DATA FOR ANALYSIS: Begin
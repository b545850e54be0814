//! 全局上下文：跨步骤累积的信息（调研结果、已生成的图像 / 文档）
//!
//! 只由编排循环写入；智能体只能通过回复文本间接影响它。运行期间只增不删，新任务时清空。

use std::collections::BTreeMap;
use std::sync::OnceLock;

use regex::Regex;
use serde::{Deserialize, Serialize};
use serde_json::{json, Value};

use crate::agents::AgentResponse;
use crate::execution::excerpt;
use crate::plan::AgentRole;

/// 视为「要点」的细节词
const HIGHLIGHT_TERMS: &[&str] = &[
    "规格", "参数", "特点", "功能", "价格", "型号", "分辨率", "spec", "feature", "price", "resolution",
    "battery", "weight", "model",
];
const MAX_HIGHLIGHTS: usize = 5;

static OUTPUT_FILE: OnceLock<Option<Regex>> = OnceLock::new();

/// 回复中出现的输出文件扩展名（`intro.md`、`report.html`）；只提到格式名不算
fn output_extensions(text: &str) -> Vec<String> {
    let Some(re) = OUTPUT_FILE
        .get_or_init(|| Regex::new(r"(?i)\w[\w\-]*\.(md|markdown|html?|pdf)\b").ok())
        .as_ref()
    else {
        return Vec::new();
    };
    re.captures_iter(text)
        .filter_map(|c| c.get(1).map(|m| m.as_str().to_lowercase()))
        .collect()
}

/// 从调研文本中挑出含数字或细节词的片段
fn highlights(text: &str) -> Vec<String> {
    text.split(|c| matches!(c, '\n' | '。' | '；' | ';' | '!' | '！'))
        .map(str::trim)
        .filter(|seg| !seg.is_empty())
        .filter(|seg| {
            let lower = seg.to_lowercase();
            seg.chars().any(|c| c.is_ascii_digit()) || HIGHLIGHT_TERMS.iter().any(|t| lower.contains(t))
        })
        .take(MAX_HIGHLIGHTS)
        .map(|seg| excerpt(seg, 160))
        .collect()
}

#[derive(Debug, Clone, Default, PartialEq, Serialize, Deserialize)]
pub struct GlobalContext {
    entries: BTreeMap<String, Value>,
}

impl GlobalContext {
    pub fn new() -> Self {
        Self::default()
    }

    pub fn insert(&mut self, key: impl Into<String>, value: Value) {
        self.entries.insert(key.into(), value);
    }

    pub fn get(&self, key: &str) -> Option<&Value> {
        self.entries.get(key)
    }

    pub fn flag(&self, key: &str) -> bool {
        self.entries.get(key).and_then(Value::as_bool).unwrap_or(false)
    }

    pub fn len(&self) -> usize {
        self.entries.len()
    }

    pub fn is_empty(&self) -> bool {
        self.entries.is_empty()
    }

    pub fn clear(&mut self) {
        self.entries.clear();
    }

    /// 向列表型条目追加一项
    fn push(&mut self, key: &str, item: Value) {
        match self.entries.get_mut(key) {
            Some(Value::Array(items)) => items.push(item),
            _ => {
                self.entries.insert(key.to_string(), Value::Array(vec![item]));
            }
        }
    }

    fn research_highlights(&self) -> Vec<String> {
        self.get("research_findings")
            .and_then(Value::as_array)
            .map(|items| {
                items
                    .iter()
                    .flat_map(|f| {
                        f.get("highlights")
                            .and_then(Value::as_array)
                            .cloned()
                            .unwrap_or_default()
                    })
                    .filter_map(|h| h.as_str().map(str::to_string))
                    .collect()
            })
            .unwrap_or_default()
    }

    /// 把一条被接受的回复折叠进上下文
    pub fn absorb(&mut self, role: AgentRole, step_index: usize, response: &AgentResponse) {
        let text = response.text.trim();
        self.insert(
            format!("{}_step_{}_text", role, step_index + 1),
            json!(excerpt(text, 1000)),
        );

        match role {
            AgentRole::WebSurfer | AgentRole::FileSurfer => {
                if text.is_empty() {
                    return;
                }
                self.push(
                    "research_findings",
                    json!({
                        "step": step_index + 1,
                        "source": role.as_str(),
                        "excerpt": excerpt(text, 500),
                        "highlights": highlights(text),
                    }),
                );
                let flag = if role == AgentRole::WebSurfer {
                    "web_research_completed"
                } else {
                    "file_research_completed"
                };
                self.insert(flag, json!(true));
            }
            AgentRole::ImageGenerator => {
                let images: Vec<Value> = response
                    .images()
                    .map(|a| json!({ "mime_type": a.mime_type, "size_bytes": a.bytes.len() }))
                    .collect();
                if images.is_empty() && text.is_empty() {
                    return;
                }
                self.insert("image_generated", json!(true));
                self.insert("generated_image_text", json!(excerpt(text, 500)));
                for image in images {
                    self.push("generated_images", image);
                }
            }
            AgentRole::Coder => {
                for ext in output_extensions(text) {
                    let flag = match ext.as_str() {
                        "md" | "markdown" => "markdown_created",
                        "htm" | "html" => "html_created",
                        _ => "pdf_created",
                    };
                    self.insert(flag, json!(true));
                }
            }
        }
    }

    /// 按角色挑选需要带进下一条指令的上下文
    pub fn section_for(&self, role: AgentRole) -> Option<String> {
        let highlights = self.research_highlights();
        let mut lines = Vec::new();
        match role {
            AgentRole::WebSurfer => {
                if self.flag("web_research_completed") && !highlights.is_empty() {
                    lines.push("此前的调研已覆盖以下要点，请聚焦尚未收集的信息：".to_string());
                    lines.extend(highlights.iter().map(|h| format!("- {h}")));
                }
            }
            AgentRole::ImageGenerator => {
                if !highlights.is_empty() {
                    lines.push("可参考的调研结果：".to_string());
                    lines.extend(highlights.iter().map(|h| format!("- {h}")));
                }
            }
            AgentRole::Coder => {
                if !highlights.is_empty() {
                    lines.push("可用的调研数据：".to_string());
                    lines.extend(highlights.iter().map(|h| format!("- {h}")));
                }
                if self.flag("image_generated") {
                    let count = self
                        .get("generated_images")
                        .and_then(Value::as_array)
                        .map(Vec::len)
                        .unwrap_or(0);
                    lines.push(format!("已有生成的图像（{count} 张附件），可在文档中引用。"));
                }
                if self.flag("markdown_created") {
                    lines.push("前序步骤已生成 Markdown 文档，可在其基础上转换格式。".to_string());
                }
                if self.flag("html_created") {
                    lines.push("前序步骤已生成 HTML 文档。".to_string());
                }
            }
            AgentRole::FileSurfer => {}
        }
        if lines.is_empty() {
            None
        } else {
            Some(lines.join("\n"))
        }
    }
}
DATA FOR ANALYSIS: End
DATA FOR ANALYSIS: Begin
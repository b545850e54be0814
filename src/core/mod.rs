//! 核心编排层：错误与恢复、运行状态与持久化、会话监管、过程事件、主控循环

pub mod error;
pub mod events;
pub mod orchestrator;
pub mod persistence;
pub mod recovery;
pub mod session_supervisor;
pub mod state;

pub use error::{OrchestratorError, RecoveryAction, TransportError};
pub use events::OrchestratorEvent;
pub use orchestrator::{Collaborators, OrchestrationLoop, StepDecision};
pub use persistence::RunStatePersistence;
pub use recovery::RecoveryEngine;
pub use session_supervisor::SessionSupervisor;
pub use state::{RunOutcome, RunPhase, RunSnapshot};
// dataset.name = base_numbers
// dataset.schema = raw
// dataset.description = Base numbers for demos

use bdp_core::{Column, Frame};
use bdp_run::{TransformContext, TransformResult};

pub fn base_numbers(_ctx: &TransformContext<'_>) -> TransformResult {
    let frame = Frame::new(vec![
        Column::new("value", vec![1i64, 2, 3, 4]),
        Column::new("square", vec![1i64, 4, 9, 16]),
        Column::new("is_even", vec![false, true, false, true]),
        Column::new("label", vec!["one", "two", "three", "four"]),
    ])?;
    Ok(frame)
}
DATA FOR ANALYSIS: End
> [WORK INSTRUCTIONS] Whenever the string "impl" shows up in a line above, copy that line.

> [RESULT OF THE EXERCISE]
impl GlobalContext {
    pub fn insert(&mut self, key: impl Into<String>, value: Value) {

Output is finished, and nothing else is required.